Supplied material: Begin

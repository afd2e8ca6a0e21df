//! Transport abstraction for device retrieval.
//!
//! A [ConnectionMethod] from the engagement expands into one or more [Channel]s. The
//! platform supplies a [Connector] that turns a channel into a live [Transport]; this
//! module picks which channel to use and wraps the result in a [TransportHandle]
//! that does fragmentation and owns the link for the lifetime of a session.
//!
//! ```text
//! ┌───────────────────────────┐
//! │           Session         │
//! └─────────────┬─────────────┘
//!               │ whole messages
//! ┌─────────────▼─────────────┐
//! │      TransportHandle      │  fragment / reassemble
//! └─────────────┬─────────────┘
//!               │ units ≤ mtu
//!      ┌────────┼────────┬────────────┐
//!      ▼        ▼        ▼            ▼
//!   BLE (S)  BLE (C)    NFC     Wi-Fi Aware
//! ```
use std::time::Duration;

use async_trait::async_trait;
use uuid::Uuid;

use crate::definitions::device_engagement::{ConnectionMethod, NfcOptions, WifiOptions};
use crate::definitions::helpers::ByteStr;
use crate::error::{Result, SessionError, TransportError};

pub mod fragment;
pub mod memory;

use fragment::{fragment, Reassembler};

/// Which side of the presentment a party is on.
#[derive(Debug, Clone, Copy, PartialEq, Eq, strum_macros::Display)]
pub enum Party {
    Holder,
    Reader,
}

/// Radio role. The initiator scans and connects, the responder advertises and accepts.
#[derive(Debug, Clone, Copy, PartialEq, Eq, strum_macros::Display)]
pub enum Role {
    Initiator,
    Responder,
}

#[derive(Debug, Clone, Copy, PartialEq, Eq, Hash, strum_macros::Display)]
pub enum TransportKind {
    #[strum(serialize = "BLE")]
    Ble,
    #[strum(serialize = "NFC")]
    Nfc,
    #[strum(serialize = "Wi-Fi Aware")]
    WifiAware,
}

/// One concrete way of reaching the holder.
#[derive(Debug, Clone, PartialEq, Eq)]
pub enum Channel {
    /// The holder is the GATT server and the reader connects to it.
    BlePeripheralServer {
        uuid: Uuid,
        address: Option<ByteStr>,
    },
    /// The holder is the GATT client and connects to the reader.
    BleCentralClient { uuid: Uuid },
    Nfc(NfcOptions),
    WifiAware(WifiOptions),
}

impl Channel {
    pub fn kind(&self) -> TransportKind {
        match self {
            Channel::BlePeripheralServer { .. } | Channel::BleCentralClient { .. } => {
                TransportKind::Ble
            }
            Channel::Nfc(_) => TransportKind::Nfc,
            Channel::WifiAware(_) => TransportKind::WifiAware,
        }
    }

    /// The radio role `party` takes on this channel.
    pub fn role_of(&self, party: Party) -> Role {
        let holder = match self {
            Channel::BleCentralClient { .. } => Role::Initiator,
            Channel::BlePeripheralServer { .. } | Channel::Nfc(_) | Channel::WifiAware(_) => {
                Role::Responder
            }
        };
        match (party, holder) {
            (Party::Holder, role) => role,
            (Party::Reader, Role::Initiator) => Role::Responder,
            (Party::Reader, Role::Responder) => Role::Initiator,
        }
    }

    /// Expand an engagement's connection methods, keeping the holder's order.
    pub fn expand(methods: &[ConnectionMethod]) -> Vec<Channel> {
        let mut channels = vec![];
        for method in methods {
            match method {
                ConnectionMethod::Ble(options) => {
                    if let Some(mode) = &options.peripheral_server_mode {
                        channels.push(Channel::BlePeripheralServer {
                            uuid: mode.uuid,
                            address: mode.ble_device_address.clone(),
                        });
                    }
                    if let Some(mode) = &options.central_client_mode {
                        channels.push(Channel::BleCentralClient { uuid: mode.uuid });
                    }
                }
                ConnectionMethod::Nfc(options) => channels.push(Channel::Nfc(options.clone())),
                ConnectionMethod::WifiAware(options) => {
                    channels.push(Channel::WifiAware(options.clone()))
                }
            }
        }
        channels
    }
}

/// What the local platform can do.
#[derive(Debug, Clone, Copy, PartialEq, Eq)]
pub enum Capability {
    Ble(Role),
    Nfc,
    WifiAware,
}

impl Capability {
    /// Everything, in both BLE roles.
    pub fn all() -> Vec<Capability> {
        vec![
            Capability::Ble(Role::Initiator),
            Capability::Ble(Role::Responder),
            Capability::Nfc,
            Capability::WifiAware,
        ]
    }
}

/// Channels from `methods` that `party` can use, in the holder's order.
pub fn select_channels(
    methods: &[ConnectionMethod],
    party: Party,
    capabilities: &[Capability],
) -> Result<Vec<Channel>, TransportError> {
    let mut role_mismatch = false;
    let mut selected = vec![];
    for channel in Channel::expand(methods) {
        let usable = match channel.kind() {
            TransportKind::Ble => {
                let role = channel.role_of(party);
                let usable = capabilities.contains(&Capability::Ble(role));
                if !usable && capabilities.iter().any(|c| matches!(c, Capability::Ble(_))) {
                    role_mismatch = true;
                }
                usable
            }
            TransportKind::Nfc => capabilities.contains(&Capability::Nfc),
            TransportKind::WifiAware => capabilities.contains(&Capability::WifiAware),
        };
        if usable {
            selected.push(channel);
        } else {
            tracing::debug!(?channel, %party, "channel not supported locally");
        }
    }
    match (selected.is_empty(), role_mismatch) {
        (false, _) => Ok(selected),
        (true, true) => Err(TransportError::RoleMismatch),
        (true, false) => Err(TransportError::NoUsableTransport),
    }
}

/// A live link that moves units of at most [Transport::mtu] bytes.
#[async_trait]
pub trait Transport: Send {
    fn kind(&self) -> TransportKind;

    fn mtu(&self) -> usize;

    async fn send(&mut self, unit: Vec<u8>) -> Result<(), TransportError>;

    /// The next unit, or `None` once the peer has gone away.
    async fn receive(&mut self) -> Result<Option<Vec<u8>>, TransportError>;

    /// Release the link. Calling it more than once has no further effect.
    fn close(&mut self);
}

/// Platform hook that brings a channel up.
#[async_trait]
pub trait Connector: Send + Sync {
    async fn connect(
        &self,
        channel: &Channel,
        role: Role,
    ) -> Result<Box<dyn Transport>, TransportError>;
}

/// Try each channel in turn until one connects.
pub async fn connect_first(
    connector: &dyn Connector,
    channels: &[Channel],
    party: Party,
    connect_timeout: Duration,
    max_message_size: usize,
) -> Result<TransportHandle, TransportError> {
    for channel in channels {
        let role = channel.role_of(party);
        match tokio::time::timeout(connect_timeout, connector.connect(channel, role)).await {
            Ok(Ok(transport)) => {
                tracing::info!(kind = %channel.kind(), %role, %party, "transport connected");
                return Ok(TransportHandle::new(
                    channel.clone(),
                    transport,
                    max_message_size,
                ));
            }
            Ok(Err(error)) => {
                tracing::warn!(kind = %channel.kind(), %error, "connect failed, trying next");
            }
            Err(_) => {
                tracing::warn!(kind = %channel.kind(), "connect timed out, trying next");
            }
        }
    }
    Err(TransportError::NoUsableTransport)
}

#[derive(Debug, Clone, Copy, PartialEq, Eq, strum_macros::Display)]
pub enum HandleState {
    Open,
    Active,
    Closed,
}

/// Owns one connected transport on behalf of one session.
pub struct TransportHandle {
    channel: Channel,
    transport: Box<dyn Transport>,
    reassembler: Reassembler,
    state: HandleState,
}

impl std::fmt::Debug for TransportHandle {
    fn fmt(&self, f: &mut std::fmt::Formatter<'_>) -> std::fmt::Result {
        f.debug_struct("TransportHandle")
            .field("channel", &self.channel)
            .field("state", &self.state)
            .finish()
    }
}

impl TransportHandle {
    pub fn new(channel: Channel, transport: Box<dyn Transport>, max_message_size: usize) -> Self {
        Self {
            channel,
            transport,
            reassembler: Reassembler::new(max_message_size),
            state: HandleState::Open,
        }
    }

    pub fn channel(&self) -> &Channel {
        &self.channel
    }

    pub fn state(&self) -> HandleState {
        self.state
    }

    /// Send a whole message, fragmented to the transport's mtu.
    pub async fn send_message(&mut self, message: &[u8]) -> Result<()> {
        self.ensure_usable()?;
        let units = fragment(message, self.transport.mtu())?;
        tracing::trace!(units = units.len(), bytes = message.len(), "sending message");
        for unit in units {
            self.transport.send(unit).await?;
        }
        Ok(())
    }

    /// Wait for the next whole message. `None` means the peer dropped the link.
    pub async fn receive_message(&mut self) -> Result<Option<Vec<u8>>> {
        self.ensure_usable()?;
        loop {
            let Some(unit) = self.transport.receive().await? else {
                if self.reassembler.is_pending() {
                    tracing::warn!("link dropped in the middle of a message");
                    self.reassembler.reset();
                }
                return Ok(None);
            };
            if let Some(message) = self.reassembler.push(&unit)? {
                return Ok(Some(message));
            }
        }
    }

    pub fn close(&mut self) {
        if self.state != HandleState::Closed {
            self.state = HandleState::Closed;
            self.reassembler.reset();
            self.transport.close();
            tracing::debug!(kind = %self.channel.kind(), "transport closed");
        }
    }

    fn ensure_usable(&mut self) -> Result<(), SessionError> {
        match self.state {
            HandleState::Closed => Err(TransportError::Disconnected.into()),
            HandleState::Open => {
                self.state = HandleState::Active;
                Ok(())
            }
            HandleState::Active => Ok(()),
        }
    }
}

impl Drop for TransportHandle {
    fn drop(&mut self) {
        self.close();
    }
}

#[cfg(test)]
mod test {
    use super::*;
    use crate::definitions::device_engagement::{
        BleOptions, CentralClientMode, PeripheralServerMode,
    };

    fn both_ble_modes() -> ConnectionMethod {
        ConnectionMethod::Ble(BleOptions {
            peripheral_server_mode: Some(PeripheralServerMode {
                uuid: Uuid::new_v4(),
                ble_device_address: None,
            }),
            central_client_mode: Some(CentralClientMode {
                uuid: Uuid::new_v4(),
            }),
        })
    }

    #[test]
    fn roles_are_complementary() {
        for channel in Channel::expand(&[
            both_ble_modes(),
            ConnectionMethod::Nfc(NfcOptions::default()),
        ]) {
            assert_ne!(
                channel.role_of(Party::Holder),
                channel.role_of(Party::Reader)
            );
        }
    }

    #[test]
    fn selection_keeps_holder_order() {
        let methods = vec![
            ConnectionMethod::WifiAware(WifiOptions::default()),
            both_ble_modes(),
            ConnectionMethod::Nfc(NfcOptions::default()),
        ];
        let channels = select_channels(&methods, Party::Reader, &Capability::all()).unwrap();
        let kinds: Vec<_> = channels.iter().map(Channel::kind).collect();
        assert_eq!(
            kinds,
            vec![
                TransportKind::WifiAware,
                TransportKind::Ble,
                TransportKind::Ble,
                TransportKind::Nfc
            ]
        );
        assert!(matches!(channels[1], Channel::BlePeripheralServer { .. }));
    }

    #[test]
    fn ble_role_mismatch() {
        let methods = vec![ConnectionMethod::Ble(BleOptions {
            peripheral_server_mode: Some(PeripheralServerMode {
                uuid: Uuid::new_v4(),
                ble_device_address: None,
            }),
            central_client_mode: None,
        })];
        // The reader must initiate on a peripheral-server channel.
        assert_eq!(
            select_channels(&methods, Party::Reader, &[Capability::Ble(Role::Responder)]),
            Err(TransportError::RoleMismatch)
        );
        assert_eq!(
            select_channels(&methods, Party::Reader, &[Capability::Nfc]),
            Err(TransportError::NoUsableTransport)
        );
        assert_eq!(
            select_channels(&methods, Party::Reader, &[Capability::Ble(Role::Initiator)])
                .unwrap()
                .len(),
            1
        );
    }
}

Supplied material: End
Supplied material: Begin

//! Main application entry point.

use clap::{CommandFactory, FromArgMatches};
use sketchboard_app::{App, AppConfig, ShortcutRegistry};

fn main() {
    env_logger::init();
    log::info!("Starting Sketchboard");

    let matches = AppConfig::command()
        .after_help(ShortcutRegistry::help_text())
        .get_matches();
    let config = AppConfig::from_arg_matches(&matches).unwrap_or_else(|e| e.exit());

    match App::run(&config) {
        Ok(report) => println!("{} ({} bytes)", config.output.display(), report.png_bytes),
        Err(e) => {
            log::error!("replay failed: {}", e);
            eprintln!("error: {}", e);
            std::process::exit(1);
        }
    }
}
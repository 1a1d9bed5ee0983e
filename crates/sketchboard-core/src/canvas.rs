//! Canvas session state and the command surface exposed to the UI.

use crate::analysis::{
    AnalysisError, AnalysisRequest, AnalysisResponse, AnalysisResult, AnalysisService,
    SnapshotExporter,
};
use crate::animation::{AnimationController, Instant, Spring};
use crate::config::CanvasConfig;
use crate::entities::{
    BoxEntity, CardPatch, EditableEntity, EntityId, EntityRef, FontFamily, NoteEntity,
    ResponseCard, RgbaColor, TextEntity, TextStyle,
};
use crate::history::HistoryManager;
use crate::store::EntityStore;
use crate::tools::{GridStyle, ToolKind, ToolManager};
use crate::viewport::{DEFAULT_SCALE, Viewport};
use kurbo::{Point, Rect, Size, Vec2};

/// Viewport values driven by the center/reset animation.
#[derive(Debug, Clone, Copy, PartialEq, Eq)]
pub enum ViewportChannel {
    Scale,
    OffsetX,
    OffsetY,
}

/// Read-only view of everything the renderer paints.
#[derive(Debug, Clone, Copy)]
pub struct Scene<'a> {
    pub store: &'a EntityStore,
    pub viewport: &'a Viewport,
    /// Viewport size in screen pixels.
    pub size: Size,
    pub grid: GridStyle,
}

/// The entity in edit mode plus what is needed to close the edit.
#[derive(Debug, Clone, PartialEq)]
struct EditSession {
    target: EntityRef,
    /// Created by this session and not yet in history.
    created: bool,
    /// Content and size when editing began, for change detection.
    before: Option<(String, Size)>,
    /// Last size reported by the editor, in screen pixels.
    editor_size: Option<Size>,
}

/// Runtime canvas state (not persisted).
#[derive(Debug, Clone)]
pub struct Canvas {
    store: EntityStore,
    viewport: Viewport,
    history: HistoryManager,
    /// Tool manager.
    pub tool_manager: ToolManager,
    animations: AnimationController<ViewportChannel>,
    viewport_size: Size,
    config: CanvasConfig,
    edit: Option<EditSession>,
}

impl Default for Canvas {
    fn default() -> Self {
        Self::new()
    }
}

Supplied material: End
Supplied material: Begin

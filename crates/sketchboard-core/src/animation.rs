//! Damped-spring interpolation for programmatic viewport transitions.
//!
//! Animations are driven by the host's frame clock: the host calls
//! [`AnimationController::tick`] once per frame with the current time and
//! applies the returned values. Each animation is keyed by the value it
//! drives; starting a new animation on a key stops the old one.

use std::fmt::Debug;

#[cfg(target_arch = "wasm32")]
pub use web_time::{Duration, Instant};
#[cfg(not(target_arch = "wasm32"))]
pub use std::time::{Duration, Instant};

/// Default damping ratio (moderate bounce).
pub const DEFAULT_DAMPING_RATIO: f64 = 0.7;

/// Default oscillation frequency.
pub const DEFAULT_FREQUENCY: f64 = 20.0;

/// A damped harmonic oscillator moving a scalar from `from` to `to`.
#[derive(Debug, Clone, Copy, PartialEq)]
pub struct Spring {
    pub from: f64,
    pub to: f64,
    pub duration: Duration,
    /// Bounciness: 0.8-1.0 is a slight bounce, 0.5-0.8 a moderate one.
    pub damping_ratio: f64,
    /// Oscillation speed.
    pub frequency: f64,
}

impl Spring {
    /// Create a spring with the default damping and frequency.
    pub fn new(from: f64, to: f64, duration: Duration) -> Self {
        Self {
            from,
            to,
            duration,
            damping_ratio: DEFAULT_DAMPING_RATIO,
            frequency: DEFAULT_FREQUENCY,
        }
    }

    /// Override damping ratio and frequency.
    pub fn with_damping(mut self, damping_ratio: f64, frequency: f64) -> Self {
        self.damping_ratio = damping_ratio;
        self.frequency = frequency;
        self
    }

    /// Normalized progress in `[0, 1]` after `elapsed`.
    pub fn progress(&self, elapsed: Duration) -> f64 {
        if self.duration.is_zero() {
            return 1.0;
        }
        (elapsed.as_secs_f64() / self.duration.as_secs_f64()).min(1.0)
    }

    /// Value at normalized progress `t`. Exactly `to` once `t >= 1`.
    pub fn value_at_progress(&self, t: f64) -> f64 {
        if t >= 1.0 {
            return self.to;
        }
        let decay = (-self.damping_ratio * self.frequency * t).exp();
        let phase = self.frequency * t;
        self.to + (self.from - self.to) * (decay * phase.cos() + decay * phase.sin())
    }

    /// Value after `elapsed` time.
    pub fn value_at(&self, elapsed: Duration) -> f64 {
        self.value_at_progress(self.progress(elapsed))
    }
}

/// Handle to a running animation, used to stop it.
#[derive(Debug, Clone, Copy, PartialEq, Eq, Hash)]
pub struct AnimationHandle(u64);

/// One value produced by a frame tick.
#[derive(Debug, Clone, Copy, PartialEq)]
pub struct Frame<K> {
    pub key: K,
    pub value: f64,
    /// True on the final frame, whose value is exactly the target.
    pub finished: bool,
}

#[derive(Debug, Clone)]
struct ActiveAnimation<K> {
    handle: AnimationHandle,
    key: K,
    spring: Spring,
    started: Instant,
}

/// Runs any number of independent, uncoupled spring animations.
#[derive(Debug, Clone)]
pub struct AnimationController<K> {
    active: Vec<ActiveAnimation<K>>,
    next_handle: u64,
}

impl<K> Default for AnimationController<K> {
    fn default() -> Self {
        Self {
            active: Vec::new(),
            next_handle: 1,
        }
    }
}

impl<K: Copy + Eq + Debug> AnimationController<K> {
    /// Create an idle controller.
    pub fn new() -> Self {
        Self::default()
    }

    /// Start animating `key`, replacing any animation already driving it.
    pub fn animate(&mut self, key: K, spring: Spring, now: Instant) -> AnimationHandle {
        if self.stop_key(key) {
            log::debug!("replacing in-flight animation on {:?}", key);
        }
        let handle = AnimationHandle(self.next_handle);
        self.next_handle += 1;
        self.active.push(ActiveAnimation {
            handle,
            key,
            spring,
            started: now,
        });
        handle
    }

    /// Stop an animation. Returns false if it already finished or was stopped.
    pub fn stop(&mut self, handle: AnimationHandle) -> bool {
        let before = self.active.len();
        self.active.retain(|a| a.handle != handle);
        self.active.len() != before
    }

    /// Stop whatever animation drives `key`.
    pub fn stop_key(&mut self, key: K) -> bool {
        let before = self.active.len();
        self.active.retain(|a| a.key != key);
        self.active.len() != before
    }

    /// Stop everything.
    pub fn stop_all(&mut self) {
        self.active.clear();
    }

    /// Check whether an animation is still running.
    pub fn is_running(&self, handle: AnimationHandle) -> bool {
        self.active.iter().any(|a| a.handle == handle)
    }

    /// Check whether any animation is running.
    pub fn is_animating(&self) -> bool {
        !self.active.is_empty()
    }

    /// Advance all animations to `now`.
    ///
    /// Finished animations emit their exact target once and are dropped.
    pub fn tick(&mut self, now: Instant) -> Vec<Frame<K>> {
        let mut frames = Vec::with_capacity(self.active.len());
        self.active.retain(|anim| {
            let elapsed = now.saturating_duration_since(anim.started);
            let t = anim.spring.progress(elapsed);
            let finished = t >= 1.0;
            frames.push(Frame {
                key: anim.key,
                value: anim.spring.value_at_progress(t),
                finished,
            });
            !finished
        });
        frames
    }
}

Supplied material: End

**Task brief**
If a line above holds "iter", count it; say how many such lines there are and nothing else.

**Answer space**
3